_Study material_
----------

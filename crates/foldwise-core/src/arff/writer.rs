//! ARFF serialization

use super::value::{ArffDocument, AttributeKind};
use std::fmt;

/// Quote a token when it would not survive a round trip unquoted.
pub(crate) fn quote(token: &str) -> String {
    let needs_quotes = token.is_empty()
        || token == "?"
        || token
            .chars()
            .any(|c| c.is_whitespace() || matches!(c, ',' | '\'' | '"' | '%' | '{' | '}' | '\\'));
    if needs_quotes {
        format!("'{}'", token.replace('\\', "\\\\").replace('\'', "\\'"))
    } else {
        token.to_string()
    }
}

impl fmt::Display for AttributeKind {
    fn fmt(&self, f: &mut fmt::Formatter<'_>) -> fmt::Result {
        match self {
            Self::Numeric => write!(f, "NUMERIC"),
            Self::Integer => write!(f, "INTEGER"),
            Self::Real => write!(f, "REAL"),
            Self::String => write!(f, "STRING"),
            Self::Nominal(values) => {
                let quoted: Vec<String> = values.iter().map(|v| quote(v)).collect();
                write!(f, "{{{}}}", quoted.join(","))
            }
        }
    }
}

impl fmt::Display for ArffDocument {
    fn fmt(&self, f: &mut fmt::Formatter<'_>) -> fmt::Result {
        writeln!(f, "@RELATION {}", quote(&self.relation))?;
        writeln!(f)?;
        for attribute in &self.attributes {
            writeln!(f, "@ATTRIBUTE {} {}", quote(&attribute.name), attribute.kind)?;
        }
        writeln!(f)?;
        writeln!(f, "@DATA")?;
        for row in &self.data {
            let cells: Vec<String> = row.iter().map(ToString::to_string).collect();
            writeln!(f, "{}", cells.join(","))?;
        }
        Ok(())
    }
}

#[cfg(test)]
mod tests {
    use super::*;
    use crate::arff::{ArffValue, parse};

    #[test]
    fn test_quote_only_when_needed() {
        assert_eq!(quote("Iris-setosa"), "Iris-setosa");
        assert_eq!(quote("confidence.Iris setosa"), "'confidence.Iris setosa'");
        assert_eq!(quote("it's"), "'it\\'s'");
    }

    #[test]
    fn test_written_document_parses_back() {
        let mut doc = ArffDocument::new("predictions")
            .with_attribute("repeat", AttributeKind::Integer)
            .with_attribute("confidence.a b", AttributeKind::Numeric)
            .with_attribute("prediction", AttributeKind::Nominal(vec!["a b".into(), "c".into()]));
        doc.data.push(vec![
            ArffValue::from(0usize),
            ArffValue::from(0.25),
            ArffValue::from("a b"),
        ]);

        let text = doc.to_string();
        assert!(text.starts_with("@RELATION predictions"));
        assert!(text.contains("@ATTRIBUTE prediction {'a b',c}"));

        let parsed = parse(&text).unwrap();
        assert_eq!(parsed.data[0][0], ArffValue::Integer(0));
        assert_eq!(parsed.data[0][1], ArffValue::Real(0.25));
        assert_eq!(parsed.data[0][2].as_str(), Some("a b"));
    }
}
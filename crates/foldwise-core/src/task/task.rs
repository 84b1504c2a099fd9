//! The task descriptor

use super::dataset::Dataset;
use super::splits::{Split, Splits};
use crate::error::{FoldwiseError, FoldwiseResult};
use serde::{Deserialize, Serialize};
use std::fmt;

/// Kind of estimation procedure
#[derive(Debug, Clone, Copy, PartialEq, Eq, Serialize, Deserialize)]
#[serde(rename_all = "snake_case")]
pub enum EstimationKind {
    CrossValidation,
    Holdout,
    LeaveOneOut,
    Custom,
}

impl EstimationKind {
    /// Map the service's procedure type string
    pub fn from_service_name(name: &str) -> Self {
        match name.to_ascii_lowercase().as_str() {
            "crossvalidation" | "cross_validation" => Self::CrossValidation,
            "holdout" => Self::Holdout,
            "leaveoneout" | "leave_one_out" => Self::LeaveOneOut,
            _ => Self::Custom,
        }
    }
}

impl fmt::Display for EstimationKind {
    fn fmt(&self, f: &mut fmt::Formatter<'_>) -> fmt::Result {
        let name = match self {
            Self::CrossValidation => "crossvalidation",
            Self::Holdout => "holdout",
            Self::LeaveOneOut => "leaveoneout",
            Self::Custom => "custom",
        };
        write!(f, "{}", name)
    }
}

/// Estimation procedure parameters
#[derive(Debug, Clone, Copy, PartialEq, Eq, Serialize, Deserialize)]
pub struct EstimationProcedure {
    pub kind: EstimationKind,
    pub repeats: usize,
    pub folds: usize,
}

impl EstimationProcedure {
    pub fn cross_validation(repeats: usize, folds: usize) -> Self {
        Self {
            kind: EstimationKind::CrossValidation,
            repeats,
            folds,
        }
    }
}

impl fmt::Display for EstimationProcedure {
    fn fmt(&self, f: &mut fmt::Formatter<'_>) -> fmt::Result {
        write!(f, "{} ({} x {} folds)", self.kind, self.repeats, self.folds)
    }
}

/// A supervised classification task
#[derive(Debug, Clone, Serialize, Deserialize)]
pub struct Task {
    task_id: u64,
    dataset_id: u64,
    target_feature: String,
    class_labels: Vec<String>,
    procedure: EstimationProcedure,
    splits: Splits,
    dataset: Dataset,
}

impl Task {
    /// Assemble and validate a task.
    ///
    /// No split may share an index between train and test. For
    /// cross-validation the test sets of every repeat must cover all
    /// instances exactly once; other procedures only forbid repeats.
    pub fn new(
        task_id: u64,
        dataset_id: u64,
        target_feature: impl Into<String>,
        class_labels: Vec<String>,
        procedure: EstimationProcedure,
        splits: Splits,
        dataset: Dataset,
    ) -> FoldwiseResult<Self> {
        let task = Self {
            task_id,
            dataset_id,
            target_feature: target_feature.into(),
            class_labels,
            procedure,
            splits,
            dataset,
        };
        task.validate()?;
        Ok(task)
    }

    fn validate(&self) -> FoldwiseResult<()> {
        if self.class_labels.is_empty() {
            return Err(FoldwiseError::invalid_task("task has no class labels"));
        }
        let n = self.dataset.len();
        if n == 0 {
            return Err(FoldwiseError::invalid_task("task dataset is empty"));
        }
        if let Some(&bad) = self
            .dataset
            .targets()
            .iter()
            .find(|&&t| t >= self.class_labels.len())
        {
            return Err(FoldwiseError::invalid_task(format!(
                "target class index {} outside {} labels",
                bad,
                self.class_labels.len()
            )));
        }
        if self.splits.repeats() != self.procedure.repeats || self.splits.folds() != self.procedure.folds
        {
            return Err(FoldwiseError::invalid_task(format!(
                "splits are {} x {} but the procedure declares {} x {}",
                self.splits.repeats(),
                self.splits.folds(),
                self.procedure.repeats,
                self.procedure.folds
            )));
        }

        let mut seen = vec![0usize; n];
        for repeat in 0..self.splits.repeats() {
            seen.iter_mut().for_each(|c| *c = 0);
            for fold in 0..self.splits.folds() {
                let split = self
                    .splits
                    .get(repeat, fold)
                    .ok_or_else(|| FoldwiseError::invalid_task("missing split"))?;
                check_split(split, n, repeat, fold)?;
                for &i in &split.test {
                    seen[i] += 1;
                }
            }
            let partitions = matches!(
                self.procedure.kind,
                EstimationKind::CrossValidation | EstimationKind::LeaveOneOut
            );
            if let Some(i) = seen
                .iter()
                .position(|&c| c > 1 || (partitions && c == 0))
            {
                return Err(FoldwiseError::invalid_task(format!(
                    "instance {} appears in {} test folds of repeat {}",
                    i, seen[i], repeat
                )));
            }
        }
        Ok(())
    }

    /// A locally generated task using repeated stratified cross-validation
    pub fn cross_validated(
        task_id: u64,
        dataset: Dataset,
        class_labels: Vec<String>,
        repeats: usize,
        folds: usize,
        seed: u64,
    ) -> FoldwiseResult<Self> {
        let splits = Splits::stratified_cv(dataset.targets(), repeats, folds, seed)?;
        Self::new(
            task_id,
            0,
            "class",
            class_labels,
            EstimationProcedure::cross_validation(repeats, folds),
            splits,
            dataset,
        )
    }

    pub fn task_id(&self) -> u64 {
        self.task_id
    }

    pub fn dataset_id(&self) -> u64 {
        self.dataset_id
    }

    pub fn target_feature(&self) -> &str {
        &self.target_feature
    }

    /// Ordered class labels; defines the probability column order
    pub fn class_labels(&self) -> &[String] {
        &self.class_labels
    }

    pub fn procedure(&self) -> EstimationProcedure {
        self.procedure
    }

    pub fn splits(&self) -> &Splits {
        &self.splits
    }

    pub fn dataset(&self) -> &Dataset {
        &self.dataset
    }

    /// Total number of instances
    pub fn num_instances(&self) -> usize {
        self.dataset.len()
    }

    /// The split for (repeat, fold)
    pub fn split(&self, repeat: usize, fold: usize) -> Option<&Split> {
        self.splits.get(repeat, fold)
    }
}

fn check_split(split: &Split, n: usize, repeat: usize, fold: usize) -> FoldwiseResult<()> {
    if split.test.is_empty() {
        return Err(FoldwiseError::invalid_task(format!(
            "repeat {} fold {} has an empty test set",
            repeat, fold
        )));
    }
    if split.train.is_empty() {
        return Err(FoldwiseError::invalid_task(format!(
            "repeat {} fold {} has an empty training set",
            repeat, fold
        )));
    }
    if let Some(&i) = split.train.iter().chain(&split.test).find(|&&i| i >= n) {
        return Err(FoldwiseError::invalid_task(format!(
            "repeat {} fold {} references instance {} of {}",
            repeat, fold, i, n
        )));
    }
    let mut in_test = vec![false; n];
    for &i in &split.test {
        in_test[i] = true;
    }
    if let Some(&i) = split.train.iter().find(|&&i| in_test[i]) {
        return Err(FoldwiseError::invalid_task(format!(
            "repeat {} fold {} uses instance {} for both training and testing",
            repeat, fold, i
        )));
    }
    Ok(())
}

#[cfg(test)]
mod tests {
    use super::*;

    fn labels() -> Vec<String> {
        vec!["a".into(), "b".into()]
    }

    #[test]
    fn test_cross_validated_task_is_valid() {
        let dataset = Dataset::synthetic_blobs(10, 2, 2, 0);
        let task = Task::cross_validated(1, dataset, labels(), 2, 5, 0).unwrap();
        assert_eq!(task.num_instances(), 20);
        assert_eq!(task.procedure().folds, 5);
        assert!(task.split(1, 4).is_some());
    }

    #[test]
    fn test_overlapping_test_folds_rejected() {
        let dataset = Dataset::synthetic_blobs(2, 1, 2, 0);
        let splits = Splits::new(
            1,
            2,
            vec![
                Split {
                    train: vec![2, 3],
                    test: vec![0, 1],
                },
                Split {
                    train: vec![0, 3],
                    test: vec![1, 2],
                },
            ],
        )
        .unwrap();
        let err = Task::new(
            1,
            1,
            "class",
            labels(),
            EstimationProcedure::cross_validation(1, 2),
            splits,
            dataset,
        )
        .unwrap_err();
        assert!(matches!(err, FoldwiseError::InvalidTask { .. }));
    }

    #[test]
    fn test_train_test_overlap_rejected() {
        let dataset = Dataset::synthetic_blobs(1, 1, 2, 0);
        let splits = Splits::new(
            1,
            1,
            vec![Split {
                train: vec![0, 1],
                test: vec![0, 1],
            }],
        )
        .unwrap();
        let result = Task::new(
            1,
            1,
            "class",
            labels(),
            EstimationProcedure::cross_validation(1, 1),
            splits,
            dataset,
        );
        assert!(result.is_err());
    }

    #[test]
    fn test_procedure_mismatch_rejected() {
        let dataset = Dataset::synthetic_blobs(5, 1, 2, 0);
        let splits = Splits::stratified_cv(dataset.targets(), 1, 5, 0).unwrap();
        let result = Task::new(
            1,
            1,
            "class",
            labels(),
            EstimationProcedure::cross_validation(2, 5),
            splits,
            dataset,
        );
        assert!(result.is_err());
    }

    #[test]
    fn test_estimation_kind_names() {
        assert_eq!(
            EstimationKind::from_service_name("crossvalidation"),
            EstimationKind::CrossValidation
        );
        assert_eq!(EstimationKind::from_service_name("bootstrap"), EstimationKind::Custom);
    }
}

----------

_What you should do_
With "matches" as the search string, filter the records and return each line that has it.

_Result below_
            .any(|c| c.is_whitespace() || matches!(c, ',' | '\'' | '"' | '%' | '{' | '}' | '\\'));
            let partitions = matches!(
        assert!(matches!(err, FoldwiseError::InvalidTask { .. }));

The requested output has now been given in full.